How does my philosophy differ from my employer’s? Being that I work on two units, my scope of coverage is wider, with more specific details. Also, I feel like I advocate more for patient outcomes, where my employer, a for-profit company, focuses more on the financial aspects of providing care.

How is it the same? The primary objective, delivering care to patients who cannot help themselves is the same, as well as the general goal of healing. In order for an organization to function well, all individual components must work together in a synergistic manner to produce an entity greater than the sum of its parts. Subsequently, all employees of any organization must share at least some common philosophies.

What are the areas of conflict and how do you resolve them? One of the major areas of conflict at UVSH is sick calls. If you speak with any infectious control manager at any hospital they tell you to stay home if you are sick. However, UVSH gives such strict rules regarding sick calls that hardly make it possible to call in sick. They put time frames on sick calls for instance, saying you must call in 6 hours before the start of your shift (as if you know at midnight that you are going to start vomiting at 3 am). While I appreciate the difficulties of staffing an organization operating 24/7, I more adamantly feel that in order to confidently tell our patients and families that we truly “promote a healing and nurturing environment” and “respect the regulatory environment in which we operate”, the call off process should be a realistic option and we should not be treated like criminals when we have to make such calls.

Monday, February 8, 2010

Patient Advocacy

What? Advocacy, according to Merriam Webster, is the “active support of an idea or cause, especially the act of pleading or arguing for something.” This definition gives us the foundation of patient advocacy. Based on this definition, we could say that patient advocacy means actively supporting, pleading, or arguing for our patients.

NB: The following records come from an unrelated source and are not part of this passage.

//! Devnet faucet handing out test tokens.

use crate::LendingError;
use lending_config::FaucetConfig;
use lending_transport::TransportInterface;
use lending_types::{CallArg, CallOptions, MoveCallRequest, ObjectId, SuiAddress, TransactionBytes};
use std::sync::Arc;

/// Binding to a deployed faucet object.
#[derive(Clone)]
pub struct Faucet {
	transport: Arc<dyn TransportInterface>,
	package_id: ObjectId,
	faucet_id: ObjectId,
}

impl Faucet {
	pub fn new(
		transport: Arc<dyn TransportInterface>,
		package_id: &str,
		faucet_id: &str,
	) -> Result<Self, LendingError> {
		let package_id = ObjectId::from_hex(package_id).map_err(|source| LendingError::Config {
			field: "faucet.package_id",
			source,
		})?;
		let faucet_id = ObjectId::from_hex(faucet_id).map_err(|source| LendingError::Config {
			field: "faucet.faucet_id",
			source,
		})?;
		Ok(Self {
			transport,
			package_id,
			faucet_id,
		})
	}

	pub fn from_config(
		transport: Arc<dyn TransportInterface>,
		config: &FaucetConfig,
	) -> Result<Self, LendingError> {
		Self::new(transport, &config.package_id, &config.faucet_id)
	}

	/// Builds a claim of the coin named by `type_args`.
	pub async fn claim(
		&self,
		signer: &SuiAddress,
		type_args: Vec<String>,
		options: &CallOptions,
	) -> Result<TransactionBytes, LendingError> {
		let request = MoveCallRequest::new(signer, &self.package_id, "faucet", "claim")
			.with_type_arguments(type_args)
			.with_arguments(vec![CallArg::from(&self.faucet_id)])
			.with_options(options);
		tracing::debug!(target_fn = %request.target(), "Building faucet claim");
		Ok(self.transport.move_call(request).await?)
	}
}
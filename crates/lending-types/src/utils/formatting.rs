//! Hex prefix handling.

/// Strips a leading `0x` or `0X`.
pub fn without_0x_prefix(hex_str: &str) -> &str {
	hex_str
		.strip_prefix("0x")
		.or_else(|| hex_str.strip_prefix("0X"))
		.unwrap_or(hex_str)
}
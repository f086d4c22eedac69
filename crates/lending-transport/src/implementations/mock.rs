//! In-memory transport.
//!
//! Every move call is recorded. Results come from queues filled by the caller;
//! an unqueued move call gets a numbered placeholder transaction, an unqueued
//! dry run is an error.

use crate::{TransportError, TransportInterface};
use async_trait::async_trait;
use lending_types::{DryRunResponse, MoveCallRequest, TransactionBytes};
use std::collections::VecDeque;
use std::sync::Arc;
use tokio::sync::Mutex;

#[derive(Default)]
struct MockState {
	move_calls: Vec<MoveCallRequest>,
	dry_runs: Vec<TransactionBytes>,
	move_call_results: VecDeque<Result<TransactionBytes, TransportError>>,
	dry_run_results: VecDeque<Result<DryRunResponse, TransportError>>,
}

/// Recording transport with queued replies.
///
/// Clones share state, so a test can keep one handle while the binding owns
/// another.
#[derive(Clone, Default)]
pub struct MockTransport {
	state: Arc<Mutex<MockState>>,
}

impl MockTransport {
	pub fn new() -> Self {
		Self::default()
	}

	/// Queues the result of the next move call.
	pub async fn push_move_call(&self, result: Result<TransactionBytes, TransportError>) {
		self.state.lock().await.move_call_results.push_back(result);
	}

	/// Queues the result of the next dry run.
	pub async fn push_dry_run(&self, result: Result<DryRunResponse, TransportError>) {
		self.state.lock().await.dry_run_results.push_back(result);
	}

	/// Move calls received so far, oldest first.
	pub async fn requests(&self) -> Vec<MoveCallRequest> {
		self.state.lock().await.move_calls.clone()
	}

	/// The most recent move call, if any.
	pub async fn last_request(&self) -> Option<MoveCallRequest> {
		self.state.lock().await.move_calls.last().cloned()
	}

	/// Transactions passed to `dry_run` so far.
	pub async fn dry_runs(&self) -> Vec<TransactionBytes> {
		self.state.lock().await.dry_runs.clone()
	}
}

#[async_trait]
impl TransportInterface for MockTransport {
	async fn move_call(&self, request: MoveCallRequest) -> Result<TransactionBytes, TransportError> {
		let mut state = self.state.lock().await;
		state.move_calls.push(request);
		let index = state.move_calls.len();
		state.move_call_results.pop_front().unwrap_or_else(|| {
			Ok(TransactionBytes {
				tx_bytes: format!("mock-tx-{}", index),
				gas: Vec::new(),
			})
		})
	}

	async fn dry_run(&self, tx: &TransactionBytes) -> Result<DryRunResponse, TransportError> {
		let mut state = self.state.lock().await;
		state.dry_runs.push(tx.clone());
		state.dry_run_results.pop_front().unwrap_or_else(|| {
			Err(TransportError::InvalidResponse(
				"no dry run response queued".to_string(),
			))
		})
	}
}
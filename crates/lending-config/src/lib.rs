//! Configuration for the Dola lending client.
//!
//! Configuration is a single TOML file. String values may reference
//! environment variables as `${VAR}` or `${VAR:-default}`; they are substituted
//! before parsing so handles and endpoints can be kept out of the file.

use lending_types::ProtocolVersion;
use regex::Regex;
use serde::{Deserialize, Serialize};
use std::path::Path;
use std::str::FromStr;
use thiserror::Error;

/// Errors that can occur during configuration operations.
#[derive(Debug, Error)]
pub enum ConfigError {
	#[error("IO error: {0}")]
	Io(#[from] std::io::Error),
	#[error("Configuration error: {0}")]
	Parse(String),
	#[error("Validation error: {0}")]
	Validation(String),
}

impl From<toml::de::Error> for ConfigError {
	fn from(err: toml::de::Error) -> Self {
		// The full error embeds the whole input.
		ConfigError::Parse(err.message().to_string())
	}
}

/// Top-level client configuration.
#[derive(Debug, Clone, Deserialize, Serialize)]
pub struct Config {
	pub network: NetworkConfig,
	#[serde(default)]
	pub protocol: ProtocolConfig,
	pub contract: ContractConfig,
	/// Devnet faucet, when the deployment has one.
	pub faucet: Option<FaucetConfig>,
}

/// Sui full node connection settings.
#[derive(Debug, Clone, Deserialize, Serialize)]
pub struct NetworkConfig {
	/// JSON-RPC endpoint of the full node.
	pub rpc_url: String,
	#[serde(default = "default_request_timeout_seconds")]
	pub request_timeout_seconds: u64,
	/// Gas budget attached to every built call.
	#[serde(default = "default_gas_budget")]
	pub gas_budget: u64,
}

fn default_request_timeout_seconds() -> u64 {
	30
}

fn default_gas_budget() -> u64 {
	10_000_000
}

#[derive(Debug, Clone, Default, Deserialize, Serialize)]
pub struct ProtocolConfig {
	/// Deployment generation the handles below belong to.
	#[serde(default)]
	pub version: ProtocolVersion,
}

/// Hex handles of the deployed lending contracts.
///
/// Handles the configured protocol version does not use may be left empty.
#[derive(Debug, Clone, Deserialize, Serialize)]
#[serde(default)]
pub struct ContractConfig {
	pub lending_portal_package_id: String,
	pub external_interfaces_package_id: String,
	pub bridge_pool_package_id: String,
	pub pool_manager_info: String,
	pub pool_state: String,
	pub price_oracle: String,
	pub storage: String,
	pub wormhole_state: String,
	pub user_manager_info: String,
	pub core_state: String,
	pub clock: String,
	/// Governance genesis object gating withdraw, borrow and repay.
	pub approval: String,
	/// Shared state of the lending portal.
	pub lending_portal: String,
}

/// The Sui system clock lives at a fixed address.
fn default_clock() -> String {
	"0x0000000000000000000000000000000000000000000000000000000000000006".to_string()
}

impl Default for ContractConfig {
	fn default() -> Self {
		Self {
			lending_portal_package_id: String::new(),
			external_interfaces_package_id: String::new(),
			bridge_pool_package_id: String::new(),
			pool_manager_info: String::new(),
			pool_state: String::new(),
			price_oracle: String::new(),
			storage: String::new(),
			wormhole_state: String::new(),
			user_manager_info: String::new(),
			core_state: String::new(),
			clock: default_clock(),
			approval: String::new(),
			lending_portal: String::new(),
		}
	}
}

impl ContractConfig {
	/// Handles the given protocol version needs, in construction order.
	///
	/// Each entry is the field name and its configured value.
	pub fn required_handles(&self, version: ProtocolVersion) -> Vec<(&'static str, &str)> {
		let mut handles = vec![
			("lending_portal_package_id", self.lending_portal_package_id.as_str()),
			(
				"external_interfaces_package_id",
				self.external_interfaces_package_id.as_str(),
			),
			("bridge_pool_package_id", self.bridge_pool_package_id.as_str()),
			("pool_manager_info", self.pool_manager_info.as_str()),
			("pool_state", self.pool_state.as_str()),
			("price_oracle", self.price_oracle.as_str()),
			("storage", self.storage.as_str()),
			("wormhole_state", self.wormhole_state.as_str()),
		];
		if version == ProtocolVersion::Current {
			handles.extend([
				("user_manager_info", self.user_manager_info.as_str()),
				("core_state", self.core_state.as_str()),
				("clock", self.clock.as_str()),
				("approval", self.approval.as_str()),
				("lending_portal", self.lending_portal.as_str()),
			]);
		}
		handles
	}
}

#[derive(Debug, Clone, Deserialize, Serialize)]
pub struct FaucetConfig {
	pub package_id: String,
	pub faucet_id: String,
}

/// Substitutes `${VAR}` and `${VAR:-default}` references with environment values.
pub(crate) fn resolve_env_vars(input: &str) -> Result<String, ConfigError> {
	const MAX_INPUT_SIZE: usize = 1024 * 1024;
	if input.len() > MAX_INPUT_SIZE {
		return Err(ConfigError::Validation(format!(
			"Configuration file too large: {} bytes (max: {} bytes)",
			input.len(),
			MAX_INPUT_SIZE
		)));
	}

	let re = Regex::new(r"\$\{([A-Z_][A-Z0-9_]{0,127})(?::-([^}]{0,256}))?\}")
		.map_err(|e| ConfigError::Parse(format!("Regex error: {}", e)))?;

	let mut result = String::with_capacity(input.len());
	let mut last = 0;
	for cap in re.captures_iter(input) {
		let (Some(whole), Some(name)) = (cap.get(0), cap.get(1)) else {
			continue;
		};
		let value = match std::env::var(name.as_str()) {
			Ok(v) => v,
			Err(_) => match cap.get(2) {
				Some(default) => default.as_str().to_string(),
				None => {
					return Err(ConfigError::Validation(format!(
						"Environment variable '{}' not found",
						name.as_str()
					)))
				},
			},
		};
		result.push_str(&input[last..whole.start()]);
		result.push_str(&value);
		last = whole.end();
	}
	result.push_str(&input[last..]);

	Ok(result)
}

impl Config {
	/// Loads and validates configuration from a TOML file.
	pub async fn from_file(path: impl AsRef<Path>) -> Result<Self, ConfigError> {
		let content = tokio::fs::read_to_string(path.as_ref()).await?;
		content.parse()
	}

	fn validate(&self) -> Result<(), ConfigError> {
		if self.network.rpc_url.trim().is_empty() {
			return Err(ConfigError::Validation("network.rpc_url cannot be empty".into()));
		}
		if self.network.request_timeout_seconds == 0 {
			return Err(ConfigError::Validation(
				"network.request_timeout_seconds must be greater than 0".into(),
			));
		}
		if self.network.gas_budget == 0 {
			return Err(ConfigError::Validation(
				"network.gas_budget must be greater than 0".into(),
			));
		}

		let version = self.protocol.version;
		for (field, value) in self.contract.required_handles(version) {
			if value.trim().is_empty() {
				return Err(ConfigError::Validation(format!(
					"contract.{} is required for the {} protocol",
					field, version
				)));
			}
		}

		if let Some(faucet) = &self.faucet {
			if faucet.package_id.trim().is_empty() || faucet.faucet_id.trim().is_empty() {
				return Err(ConfigError::Validation(
					"faucet.package_id and faucet.faucet_id must both be set".into(),
				));
			}
		}

		Ok(())
	}
}

impl FromStr for Config {
	type Err = ConfigError;

	fn from_str(s: &str) -> Result<Self, Self::Err> {
		let resolved = resolve_env_vars(s)?;
		let config: Config = toml::from_str(&resolved)?;
		config.validate()?;
		Ok(config)
	}
}
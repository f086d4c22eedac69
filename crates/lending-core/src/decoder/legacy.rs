//! Decoder for legacy devnet deployments.
//!
//! Bodies sit under `moveEvent.fields`. Most integers are JSON numbers, a few
//! large ones are decimal strings, and token names are base64 text. List
//! entries are Move structs wrapped as `{ "type": ..., "fields": {...} }`.

use super::{AllowedBorrow, DecodeError, EventDecoder, Fields};
use base64::Engine;
use lending_types::{CollateralItem, DebtItem, ProtocolVersion, ReserveInfo, UserLendingInfo, U256};
use serde_json::Value;

#[derive(Debug, Clone, Copy, Default)]
pub struct LegacyDecoder;

fn base64_text(fields: &Fields<'_>, name: &str) -> Result<String, DecodeError> {
	let encoded = fields.str(name)?;
	let bytes = base64::engine::general_purpose::STANDARD
		.decode(encoded)
		.map_err(|e| DecodeError::InvalidValue {
			field: name.to_string(),
			reason: e.to_string(),
		})?;
	Ok(String::from_utf8_lossy(&bytes).into_owned())
}

/// Splits a wrapped Move struct into its type tag and fields.
fn wrapped(item: &Value) -> Result<(String, Fields<'_>), DecodeError> {
	let outer = Fields::new(item, "list item")?;
	Ok((outer.str("type")?.to_string(), outer.object("fields")?))
}

fn collateral_item(item: &Value) -> Result<CollateralItem, DecodeError> {
	let (coin_type, fields) = wrapped(item)?;
	Ok(CollateralItem {
		collateral_amount: fields.u256_number("collateral_amount")?,
		collateral_value: fields.u256_number("collateral_value")?,
		coin_type: Some(coin_type),
		token_name: Some(base64_text(&fields, "token_name")?),
		..Default::default()
	})
}

fn debt_item(item: &Value) -> Result<DebtItem, DecodeError> {
	let (coin_type, fields) = wrapped(item)?;
	Ok(DebtItem {
		debt_amount: fields.u256_number("debt_amount")?,
		debt_value: fields.u256_number("debt_value")?,
		coin_type: Some(coin_type),
		token_name: Some(base64_text(&fields, "token_name")?),
		..Default::default()
	})
}

impl EventDecoder for LegacyDecoder {
	fn version(&self) -> ProtocolVersion {
		ProtocolVersion::Legacy
	}

	fn envelope(&self) -> &'static [&'static str] {
		&["moveEvent", "fields"]
	}

	fn dola_token_liquidity(&self, body: &Value) -> Result<U256, DecodeError> {
		Fields::new(body, "event")?.u256_number("token_liquidity")
	}

	fn app_token_liquidity(&self, body: &Value) -> Result<U256, DecodeError> {
		Fields::new(body, "event")?.u256_string("token_liquidity")
	}

	fn user_token_debt(&self, body: &Value) -> Result<(U256, U256), DecodeError> {
		let fields = Fields::new(body, "event")?;
		Ok((
			fields.u256_number("debt_amount")?,
			fields.u256_number("debt_value")?,
		))
	}

	fn user_collateral(&self, body: &Value) -> Result<CollateralItem, DecodeError> {
		let fields = Fields::new(body, "event")?;
		Ok(CollateralItem {
			collateral_amount: fields.u256_number("collateral_amount")?,
			collateral_value: fields.u256_number("collateral_value")?,
			..Default::default()
		})
	}

	fn reserve_info(&self, body: &Value) -> Result<ReserveInfo, DecodeError> {
		let fields = Fields::new(body, "event")?;
		Ok(ReserveInfo {
			borrow_apy: fields.u64_number("borrow_apy")?,
			debt: fields.u256_string("debt")?,
			reserve: fields.u256_string("reserve")?,
			supply_apy: fields.u64_number("supply_apy")?,
			utilization_rate: fields.u64_number("utilization_rate")?,
			token_name: Some(format!("0x{}", base64_text(&fields, "token_name")?)),
			..Default::default()
		})
	}

	fn user_allowed_borrow(&self, body: &Value) -> Result<AllowedBorrow, DecodeError> {
		let fields = Fields::new(body, "event")?;
		let amount = fields.u256_number("borrow_amount")?;
		Ok(AllowedBorrow::from_parts(amount, fields.opt_str("reason")?))
	}

	fn user_lending_info(&self, body: &Value) -> Result<UserLendingInfo, DecodeError> {
		let fields = Fields::new(body, "event")?;
		Ok(UserLendingInfo {
			total_collateral_value: fields.u256_number("total_collateral_value")?,
			total_debt_value: fields.u256_number("total_debt_value")?,
			collateral_infos: fields
				.list_or_blank("collateral_infos")?
				.iter()
				.map(collateral_item)
				.collect::<Result<_, _>>()?,
			debt_infos: fields
				.list_or_blank("debt_infos")?
				.iter()
				.map(debt_item)
				.collect::<Result<_, _>>()?,
			..Default::default()
		})
	}
}
//! Serializes big integers as decimal strings.
//!
//! JSON consumers lose precision past 2^53, so every `U256` leaving the crate
//! is written as a base-10 string. Use with `#[serde(with = "decimal")]` or
//! `#[serde(with = "decimal::option")]`.

use alloy_primitives::U256;
use serde::{Deserialize, Deserializer, Serializer};

/// Parses a base-10 literal; radix prefixes and `_` separators are rejected.
pub fn parse(text: &str) -> Result<U256, String> {
	if text.is_empty() || !text.bytes().all(|b| b.is_ascii_digit()) {
		return Err(format!("'{}' is not a decimal integer", text));
	}
	U256::from_str_radix(text, 10).map_err(|e| format!("'{}': {}", text, e))
}

pub fn serialize<S: Serializer>(value: &U256, serializer: S) -> Result<S::Ok, S::Error> {
	serializer.serialize_str(&value.to_string())
}

pub fn deserialize<'de, D: Deserializer<'de>>(deserializer: D) -> Result<U256, D::Error> {
	let s = String::deserialize(deserializer)?;
	parse(&s).map_err(serde::de::Error::custom)
}

pub mod option {
	use super::*;

	pub fn serialize<S: Serializer>(value: &Option<U256>, serializer: S) -> Result<S::Ok, S::Error> {
		match value {
			Some(v) => serializer.serialize_some(&v.to_string()),
			None => serializer.serialize_none(),
		}
	}

	pub fn deserialize<'de, D: Deserializer<'de>>(
		deserializer: D,
	) -> Result<Option<U256>, D::Error> {
		Option::<String>::deserialize(deserializer)?
			.map(|s| parse(&s).map_err(serde::de::Error::custom))
			.transpose()
	}
}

So What? So why is patient advocacy so important? Why do we, as nurses carry the responsibility of acting as patient advocates? As nurses, we often serve as liaisons in a multidisciplinary team. We speak to doctors, therapists (PT, OT, ST, RT, etc.), family and friends, and other health care providers to share assessments and suggestions. We are asked questions- sometimes, a lot of questions. We assume the role as patient advocate for patients who are unconscious, obtunded, confused, being pressured by family/friends, or are otherwise unable to advocate for themselves.

Now what? Any nurse serving any patient population should expect to serve as a patient advocate. Additionally, we need to understand the responsibility befalls us as advocates. Patients and their families use information from nurses to make critical decisions, sometimes involving life and death situations. It is important that we do our best to provide accurate information with regards to patient’s long-term prognoses without being overly grim.

In the Neuroscience Critical Care Unit I work in, we often serve as patient advocates for patients who cannot speak, or who may never recover from their condition and will likely have a poor quality of life if they do survive. We are expected to help families understand what the patient may or may not be experiencing and give them information on which they will base end-of-life decisions. We often influence (intentionally or not) decisions that literally impact people’s lives. I think it is easy to become jaded, or numb to this process at times. However, it is important that we maintain a sensitive approach with people, as they encounter these live changing crossroads.